Войдя в комнату, мисс Гефсиба Пинчон остановилась, лицом к лицу, против этого портрета и смотрела на него с особенной какой-то угрюмостью, с каким-то странным выгибом бровей, который человек, незнакомый с нею, вероятно, истолковал бы как выражение горькой досады и ненависти. Но, в сущности, не было ничего подобного; в сущности, она чувствовала почтение к изображению старого пуританина, к какому только была способна отдаленная от него несколькими поколениями родства и престарелая дева. Этот отталкивающий, нахмуренный вид ее был невинным следствием ее близорукости и старания сосредоточить силу зрения так, чтобы созерцаемый предмет представился ей в ясных очертаниях вместо неопределенного образа.
Остановимся на минуту на этом несчастном выражении глаз бедной Гефсибы, ее надутость – как несправедливо выражался в своих суждениях о ней свет или та часть его, которой случайно удавалось поймать ее взгляд в окне, – ее надутость очень много вредила ей в общем мнении, которое приписывало ей характер сердитой старой девы. Весьма вероятно также, что часто и сама она, глядя в мутное зеркало и всегда встречая в его волшебном пространстве свои нахмуренные брови, истолковывала выражение своего лица почти так же несправедливо, как и другие. «Как я сегодня пасмурна!» – шептала, я думаю, она сама с собою, и наконец мало-помалу бедняжка убедилась, что ей уж суждено быть таким нахмуренным существом. Но ее сердце никогда не хмурилось. Оно было от природы нежно, чувствительно, часто подвержено небольшим волнениям и трепету, и все эти свойства остались в нем до сих пор, хотя лицо ее сделалось суровым и даже злым. Самые резкие порывы этого сердца были действием только самых горячих чувств его.

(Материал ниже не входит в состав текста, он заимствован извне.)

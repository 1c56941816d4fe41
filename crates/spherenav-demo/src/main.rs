//! Demo binary that walks through the spherical coordinate layer.
//!
//! Configuration is loaded from `config.ron` and can be overridden via CLI flags.
//! Run with `cargo run -p spherenav-demo`.
//! Run with `cargo run -p spherenav-demo -- --radius 6371 --max-patch-angle 5` for a larger sphere.

mod patch_demos;

use std::process::ExitCode;

use clap::Parser;
use spherenav_config::{CliArgs, Config};
use tracing::{error, info};

fn main() -> ExitCode {
    let args = CliArgs::parse();

    // Resolve config directory
    let config_dir = args.config.clone().unwrap_or_else(|| {
        dirs::config_dir()
            .unwrap_or_else(|| std::path::PathBuf::from("."))
            .join("spherenav")
    });

    // Load or create config, then apply CLI overrides
    let mut config = Config::load_or_create(&config_dir).unwrap_or_else(|e| {
        eprintln!("Failed to load config: {e}, using defaults");
        Config::default()
    });
    config.apply_cli_overrides(&args);

    let log_dir = config_dir.join("logs");
    spherenav_log::init_logging(Some(&log_dir), cfg!(debug_assertions), Some(&config));

    if let Err(e) = config.validate() {
        error!("Refusing to run with {e}");
        return ExitCode::FAILURE;
    }

    patch_demos::demonstrate_conversion();
    patch_demos::demonstrate_projection();
    patch_demos::demonstrate_projection_failures();

    match patch_demos::run_patch_pass(&config) {
        Ok(report) => {
            info!(
                "Patch pass: {} samples, flat bounds {:?}..{:?}, max roundtrip error {:.3e}",
                report.sample_count, report.flat_min, report.flat_max, report.max_roundtrip_error
            );
            ExitCode::SUCCESS
        }
        Err(e) => {
            error!("Patch pass failed: {e}");
            ExitCode::FAILURE
        }
    }
}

Но мы, однако, все еще боязливо медлим у входа в нашу историю. Признаемся, нам очень тяжело, очень стеснительно развязывать то, что станет сейчас делать мисс Гефсиба Пинчон.
Выше уже сказано, что в нижнем этаже шпиля, обращенного к улице, один предок ее лет сто назад устроил лавочку. С того самого времени, как старый джентльмен, оставив свою торговлю, уснул вечным сном под гробовой крышкою, не только лавочная дверь, но и внутреннее устройство ее оставлено без всяких переделок. Вековая пыль легла толстым слоем на полках и конторке, наполнила отчасти чашки весов, как будто и она стоила того, чтоб ее взвешивать, и набилась в полуотворенный ящик конторки, где до сих пор лежала одна фальшивая шестипенсовая монета, стоившая меньше даже, чем всякая медная монета. Лавочка была точно в таком же виде и во времена далекого детства Гефсибы, когда она и ее брат играли в жмурки в этом заброшенном углу дома, и ничего в ней не переменилось до настоящего момента.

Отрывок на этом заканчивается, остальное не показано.